The government plans to hire an independent third party to study pesticides residues content in rice, particularly in basmati variety, as it wants to ensure that food safety norms are strictly adhered to and its reputation as a basmati exporter is protected.
The plan comes amidst reports of arsenic content in rice. Sources said India exported over Rs 22,000 crore of basmati rice last year, which goes on to clear doubts, if any.
The agriculture ministry will soon hire an independent third party agency to undertake a study “to clear the air,” source said. The agency will basically look into pesticides residues in rice, including basmati varieties in Punjab. Some reports had said rice produced in the state was causing cancer.
The agency will also conduct a study on methyl bromide issue, the source added. Fumigation is a common practice to disinfest rice during storage. Basmati is fumigated by methyl bromide for 24 hours by government-approved agencies.
While the Agricultural and Processed Food Products Export Development Authority (APEDA) has detailed guidelines on pesticides and fumigation, its primary responsibility is only for exported items, sources said.
So, the study by an independent agency will also help the government ensure safety of rice sold in the local market, the source added.
Arsenic, which is known to cause cancer, is present in water, air and soil, coming from natural sources as well as industrial pollution. Since rice is grown in waterlogged conditions, excessive use of chemical fertilisers and pesticides in parts of Punjab are blamed for rising cases of cancer. Rice contains 20 times more arsenic than other crops like wheat or maize.
Last month, a delegation of Indian rice exporters had travelled to Iran to dispel any misconception about the quality of Indian rice. As Pakistan is the only other country that grows basmati rice, some negative reports about the quality of the rice produced in India had appeared in local media in Iran.

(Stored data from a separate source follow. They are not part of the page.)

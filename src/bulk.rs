//! One draft, many recipients, one SMTP message each.

use campaignforge_core_types::{Credentials, PostError};
use direct_post::{compose, EmailJob, EmailSender};
use serde::{Deserialize, Serialize};
use tracing::{info, instrument, warn};

#[derive(Debug, Clone, PartialEq, Eq, Deserialize)]
pub struct BulkDraft {
    /// Falls back to the configured default subject
    #[serde(default)]
    pub subject: Option<String>,
    #[serde(alias = "body")]
    pub content: String,
    #[serde(default, alias = "imageUrl")]
    pub image_url: Option<String>,
}

/// One address per line; blanks, `#` comments and lines without `@` are skipped.
pub fn parse_recipients(raw: &str) -> Vec<String> {
    raw.lines()
        .map(str::trim)
        .filter(|line| !line.is_empty() && !line.starts_with('#'))
        .filter(|line| line.contains('@'))
        .map(str::to_lowercase)
        .collect()
}

#[derive(Debug, Clone, PartialEq, Eq, Serialize)]
pub struct RecipientOutcome {
    pub recipient: String,
    pub success: bool,
    pub message: String,
}

#[derive(Debug, Clone, Default, Serialize)]
pub struct BulkReport {
    pub dry_run: bool,
    pub outcomes: Vec<RecipientOutcome>,
}

impl BulkReport {
    pub fn sent(&self) -> usize {
        self.outcomes.iter().filter(|outcome| outcome.success).count()
    }

    pub fn failed(&self) -> usize {
        self.outcomes.len() - self.sent()
    }
}

pub struct BulkMailer {
    sender: EmailSender,
}

impl BulkMailer {
    pub fn new(sender: EmailSender) -> Self {
        Self { sender }
    }

    /// Sends `draft` to each recipient in turn. A failure for one address never stops
    /// the rest. With `dry_run` every message is rendered but none is delivered.
    #[instrument(skip_all, fields(recipients = recipients.len(), dry_run = dry_run))]
    pub async fn send_all(
        &self,
        credentials: &Credentials,
        draft: &BulkDraft,
        recipients: &[String],
        dry_run: bool,
    ) -> BulkReport {
        let image = match draft.image_url.as_deref() {
            Some(url) => self.sender.fetch_image(url).await,
            None => None,
        };

        let mut report = BulkReport {
            dry_run,
            outcomes: Vec::with_capacity(recipients.len()),
        };
        for recipient in recipients {
            let outcome = match self.send_one(credentials, draft, recipient, image.clone(), dry_run).await {
                Ok(message) => RecipientOutcome {
                    recipient: recipient.clone(),
                    success: true,
                    message,
                },
                Err(err) => {
                    warn!(%recipient, error = %err, "bulk email failed for recipient");
                    RecipientOutcome {
                        recipient: recipient.clone(),
                        success: false,
                        message: err.to_string(),
                    }
                }
            };
            report.outcomes.push(outcome);
        }
        info!(sent = report.sent(), failed = report.failed(), "bulk email finished");
        report
    }

    async fn send_one(
        &self,
        credentials: &Credentials,
        draft: &BulkDraft,
        recipient: &str,
        image: Option<Vec<u8>>,
        dry_run: bool,
    ) -> Result<String, PostError> {
        let mut credentials = credentials.clone();
        credentials.insert("recipient", recipient);
        if let Some(subject) = &draft.subject {
            credentials.insert("subject", subject.as_str());
        }
        let job = EmailJob::from_credentials(&credentials, &draft.content, self.sender.settings())?;
        let message = compose(&job.draft, image)?;
        if dry_run {
            return Ok(format!("Composed email to {recipient} (dry run, not sent)"));
        }
        self.sender.deliver(&job.relay, message).await?;
        Ok(format!("Email sent to {recipient} successfully"))
    }
}

#[cfg(test)]
mod tests {
    use super::*;
    use std::sync::Arc;

    use async_trait::async_trait;
    use direct_post::{DirectPostError, EmailSettings, MailTransport, Message, SmtpRelay};
    use parking_lot::Mutex;

    #[derive(Default)]
    struct Outbox {
        to: Mutex<Vec<String>>,
    }

    #[async_trait]
    impl MailTransport for Outbox {
        async fn deliver(&self, _relay: &SmtpRelay, message: Message) -> Result<(), DirectPostError> {
            let rendered = String::from_utf8_lossy(&message.formatted()).to_string();
            if rendered.contains("bounce@example.org") {
                return Err(DirectPostError::Smtp("550 mailbox unavailable".into()));
            }
            self.to.lock().push(rendered);
            Ok(())
        }
    }

    fn sender_creds() -> Credentials {
        Credentials::new()
            .with("senderEmail", "team@example.com")
            .with("password", "app-pass")
    }

    fn draft() -> BulkDraft {
        serde_json::from_str(r#"{ "subject": "Spring launch", "body": "We shipped it." }"#).unwrap()
    }

    fn mailer(outbox: Arc<Outbox>) -> BulkMailer {
        BulkMailer::new(EmailSender::new(EmailSettings::default(), outbox).unwrap())
    }

    #[test]
    fn recipients_file_is_filtered() {
        let raw = "# launch list\nLead@Example.org\n\n  ops@example.com  \nnot-an-address\n";
        assert_eq!(parse_recipients(raw), vec!["lead@example.org", "ops@example.com"]);
    }

    #[tokio::test]
    async fn one_bad_address_does_not_stop_the_rest() {
        let outbox = Arc::new(Outbox::default());
        let recipients = parse_recipients("a@example.org\nbounce@example.org\nb@example.org\n");

        let report = mailer(outbox.clone())
            .send_all(&sender_creds(), &draft(), &recipients, false)
            .await;

        assert_eq!(report.sent(), 2);
        assert_eq!(report.failed(), 1);
        assert_eq!(report.outcomes[1].message, "Error sending email: 550 mailbox unavailable");
        let delivered = outbox.to.lock();
        assert_eq!(delivered.len(), 2);
        assert!(delivered[0].contains("Subject: Spring launch"));
    }

    #[tokio::test]
    async fn dry_run_delivers_nothing() {
        let outbox = Arc::new(Outbox::default());
        let recipients = vec!["a@example.org".to_string()];

        let report = mailer(outbox.clone())
            .send_all(&sender_creds(), &draft(), &recipients, true)
            .await;

        assert!(report.dry_run);
        assert_eq!(report.sent(), 1);
        assert!(report.outcomes[0].message.contains("dry run"));
        assert!(outbox.to.lock().is_empty());
    }

    #[tokio::test]
    async fn missing_password_fails_every_recipient() {
        let outbox = Arc::new(Outbox::default());
        let creds = Credentials::new().with("senderEmail", "team@example.com");
        let recipients = vec!["a@example.org".to_string()];

        let report = mailer(outbox).send_all(&creds, &draft(), &recipients, false).await;
        assert_eq!(report.failed(), 1);
        assert_eq!(report.outcomes[0].message, "Missing email credential: password");
    }
}
//! Page scripts behind [`crate::ScriptDom`].
//!
//! Every script is an IIFE: the shared prelude, then `const args = <json>;`, then a body
//! that returns a JSON-serialisable value.

use serde_json::Value;

const PRELUDE: &str = r#"
const ATTR = "data-campaignforge-anchor";
const isVisible = (el) => {
  if (!(el instanceof Element)) return false;
  const style = window.getComputedStyle(el);
  if (style.visibility === 'hidden' || style.display === 'none') return false;
  const rect = el.getBoundingClientRect();
  return rect.width > 0 && rect.height > 0;
};
let fresh = 0;
const tag = (el, prefix) => {
  let token = el.getAttribute(ATTR);
  if (!token) {
    token = prefix + '-' + (fresh++);
    el.setAttribute(ATTR, token);
  }
  return token;
};
const byToken = (token) => document.querySelector('[' + ATTR + '="' + token + '"]');
const isTextControl = (el) => !!el && (el.tagName === 'TEXTAREA' ||
  (el.tagName === 'INPUT' && !['button', 'submit', 'checkbox', 'radio', 'hidden'].includes((el.type || '').toLowerCase())));
const isEditable = (el) => !!el && (el.isContentEditable || el.getAttribute('role') === 'textbox' || isTextControl(el));
const textOf = (el) => isTextControl(el) ? (el.value || '') : (el.innerText || el.textContent || '');
const setNativeValue = (el, value) => {
  const proto = el.tagName === 'TEXTAREA' ? HTMLTextAreaElement.prototype : HTMLInputElement.prototype;
  const descriptor = Object.getOwnPropertyDescriptor(proto, 'value');
  if (descriptor && descriptor.set) descriptor.set.call(el, value); else el.value = value;
};
const fire = (el, names) => names.forEach((name) => el.dispatchEvent(new Event(name, { bubbles: true, cancelable: true })));
const describe = (el, source, prefix) => {
  const r = el.getBoundingClientRect();
  const placeholder = ['placeholder', 'aria-placeholder', 'data-placeholder', 'aria-label']
    .map((name) => el.getAttribute(name) || '').join(' ').trim().toLowerCase();
  const className = typeof el.className === 'string' ? el.className : (el.getAttribute('class') || '');
  const text = textOf(el).trim() || el.getAttribute('aria-label') || '';
  return {
    handle: { token: tag(el, prefix) },
    source,
    tag: el.tagName.toLowerCase(),
    rect: { x: r.left, y: r.top, width: r.width, height: r.height },
    content_editable: !!el.isContentEditable,
    role: el.getAttribute('role'),
    placeholder,
    class_name: className.toLowerCase(),
    text: text.trim().toLowerCase().slice(0, 200),
    data_control: el.getAttribute('data-control-name'),
    input_type: el.getAttribute('type'),
    disabled: !!el.disabled || el.getAttribute('aria-disabled') === 'true',
  };
};
"#;

pub(crate) fn wrap(body: &str, args: &Value) -> String {
    format!("(() => {{\n{PRELUDE}\nconst args = {args};\n{body}\n}})()")
}

pub(crate) const PROBE: &str = r#"
const root = args.scope ? byToken(args.scope) : document;
if (!root) return [];
const seen = new Set();
const out = [];
const consider = (el, source) => {
  if (out.length >= args.limit || seen.has(el)) return;
  seen.add(el);
  if (!isVisible(el)) return;
  const r = el.getBoundingClientRect();
  if (!(r.width > args.min_width && r.height > args.min_height)) return;
  if (args.in_viewport && (r.top < 0 || r.left < 0)) return;
  out.push(describe(el, source, args.prefix));
};
for (const selector of args.selectors) {
  let nodes = [];
  try { nodes = root.querySelectorAll(selector); } catch (e) { continue; }
  for (const el of nodes) consider(el, selector);
}
if (args.phrases.length) {
  for (const el of root.querySelectorAll('*')) {
    const own = ['placeholder', 'aria-placeholder', 'data-placeholder', 'aria-label']
      .map((name) => el.getAttribute(name) || '').join(' ').toLowerCase();
    const text = (el.textContent || '').toLowerCase();
    const phrase = args.phrases.find((p) => own.includes(p) || text.includes(p));
    if (phrase) consider(el, 'text:' + phrase);
  }
}
return out;
"#;

pub(crate) const ACTIVATE: &str = r#"
const el = byToken(args.token);
if (!el) return { found: false, focused: false };
try { el.scrollIntoView({ block: 'center' }); } catch (e) {}
if (typeof el.focus === 'function') el.focus();
if (typeof el.click === 'function') el.click();
const active = document.activeElement;
return { found: true, focused: !!active && (active === el || el.contains(active)) };
"#;

pub(crate) const CLICK: &str = r#"
const el = byToken(args.token);
if (!el || !isVisible(el)) return false;
if (el.disabled || el.getAttribute('aria-disabled') === 'true') return false;
try { el.scrollIntoView({ block: 'center' }); } catch (e) {}
if (typeof el.focus === 'function') el.focus();
el.click();
return true;
"#;

pub(crate) const VIEWPORT: &str = r#"
return { x: 0, y: 0, width: window.innerWidth, height: window.innerHeight };
"#;

pub(crate) const FOCUSED: &str = r#"
const el = document.activeElement;
if (!el || el === document.body || el === document.documentElement) return null;
return describe(el, 'focused', args.prefix);
"#;

pub(crate) const READ_TEXT: &str = r#"
const el = byToken(args.token);
return el ? textOf(el) : null;
"#;

pub(crate) const FOCUSED_TEXT: &str = r#"
const el = document.activeElement;
if (!el || el === document.body || el === document.documentElement) return null;
return textOf(el);
"#;

pub(crate) const IS_VISIBLE: &str = r#"
const el = byToken(args.token);
return !!el && isVisible(el);
"#;

pub(crate) const EXEC_INSERT: &str = r#"
const el = document.activeElement;
if (!isEditable(el)) return false;
return !!document.execCommand('insertText', false, args.text);
"#;

pub(crate) const REPLACE_CONTENT: &str = r#"
const usable = (el) => {
  if (!el || !isVisible(el) || !isEditable(el)) return false;
  const r = el.getBoundingClientRect();
  return r.width > 30 && r.height > 15;
};
let el = args.token ? byToken(args.token) : null;
if (!usable(el)) {
  el = Array.from(document.querySelectorAll(
    '[contenteditable="true"], [contenteditable="plaintext-only"], [role="textbox"], textarea'
  )).find(usable) || null;
}
if (!el) return null;
el.focus();
if (isTextControl(el)) {
  setNativeValue(el, args.text);
} else {
  el.innerHTML = '';
  el.textContent = args.text;
}
fire(el, ['input', 'change', 'keyup', 'keydown', 'paste']);
return { token: tag(el, args.prefix) };
"#;

pub(crate) const REPLACE_HTML_FOCUSED: &str = r#"
const el = document.activeElement;
if (!el || !el.isContentEditable) return false;
el.innerHTML = args.html;
fire(el, ['input']);
return true;
"#;

pub(crate) const PASTE_FOCUSED: &str = r#"
const el = document.activeElement;
if (!isEditable(el)) return false;
const before = textOf(el);
let dispatched = false;
try {
  const data = new DataTransfer();
  data.setData('text/plain', args.text);
  el.dispatchEvent(new ClipboardEvent('paste', { clipboardData: data, bubbles: true, cancelable: true }));
  dispatched = true;
} catch (e) {}
if (!dispatched || textOf(el) === before) {
  if (isTextControl(el)) setNativeValue(el, args.text); else el.textContent = args.text;
  fire(el, ['input']);
}
return true;
"#;

pub(crate) const SET_FIELD_VALUE: &str = r#"
const el = byToken(args.token);
if (!el) return false;
el.focus();
if (isTextControl(el)) setNativeValue(el, args.value); else el.textContent = args.value;
fire(el, ['input', 'change']);
return true;
"#;

pub(crate) const VISIBLE_LABELLED: &str = r#"
for (const el of document.querySelectorAll('button, [role="button"], input[type="submit"]')) {
  if (!isVisible(el)) continue;
  const label = (el.innerText || el.textContent || el.value || el.getAttribute('aria-label') || '')
    .trim().toLowerCase();
  if (args.labels.includes(label)) return true;
}
return false;
"#;

pub(crate) const EDITABLE_REGIONS: &str = r#"
const out = [];
for (const el of document.querySelectorAll('[contenteditable="true"], [contenteditable="plaintext-only"], textarea')) {
  if (!isVisible(el)) continue;
  const r = el.getBoundingClientRect();
  if (r.width > args.min_width && r.height > args.min_height) {
    out.push({ rect: { x: r.left, y: r.top, width: r.width, height: r.height }, text: textOf(el) });
  }
}
return out;
"#;

#[cfg(test)]
mod tests {
    use super::*;
    use serde_json::json;

    #[test]
    fn wrap_embeds_args_as_json() {
        let script = wrap(READ_TEXT, &json!({ "token": "a\"b" }));
        assert!(script.starts_with("(() => {"));
        assert!(script.trim_end().ends_with("})()"));
        assert!(script.contains(r#"const args = {"token":"a\"b"};"#));
        assert!(script.contains("data-campaignforge-anchor"));
    }
}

Iranian officials are satisfied with the quality of Indian basmati as they have been inspecting units in Punjab and Haryana from time to time. The delegation reached out to the importers and consumers there through conferences, officials said.
The arsenic issue is nothing new to India. In 1980, the government had introduced compulsory quality control and pre-shipment inspection of basmati rice. Later in 1990, the government changed the rules and started “consignment wise inspection” and “in-process quality control” systems of certifications for basmati rice.
Under CWI, each consignment is inspected and tested by an approved export inspection agency. While, under the IPQC, units having all the prescribed facilities are approved for processing and packing basmati rice for export under their own supervision and control. EIA ensures that these units follow the norms.
A recent BBC report had said soaking the rice overnight before cooking it in a 5:1 water-to-rice ratio cuts arsenic levels by 80 per cent. Using lots of water – the 5:1 ratio – without pre-soaking also reduced arsenic levels, but not by as much as the pre-soaking levels, it said.
India exported 2.30 mt of basmati rice in April-October of FY17 against 2.39 mt in the year-ago period. Exporters estimate that the total shipments in FY17 will reach at the same level as last year. The country had exported 4.04 mt of basmati rice and 6.36 mt of non-basmati rice in FY16.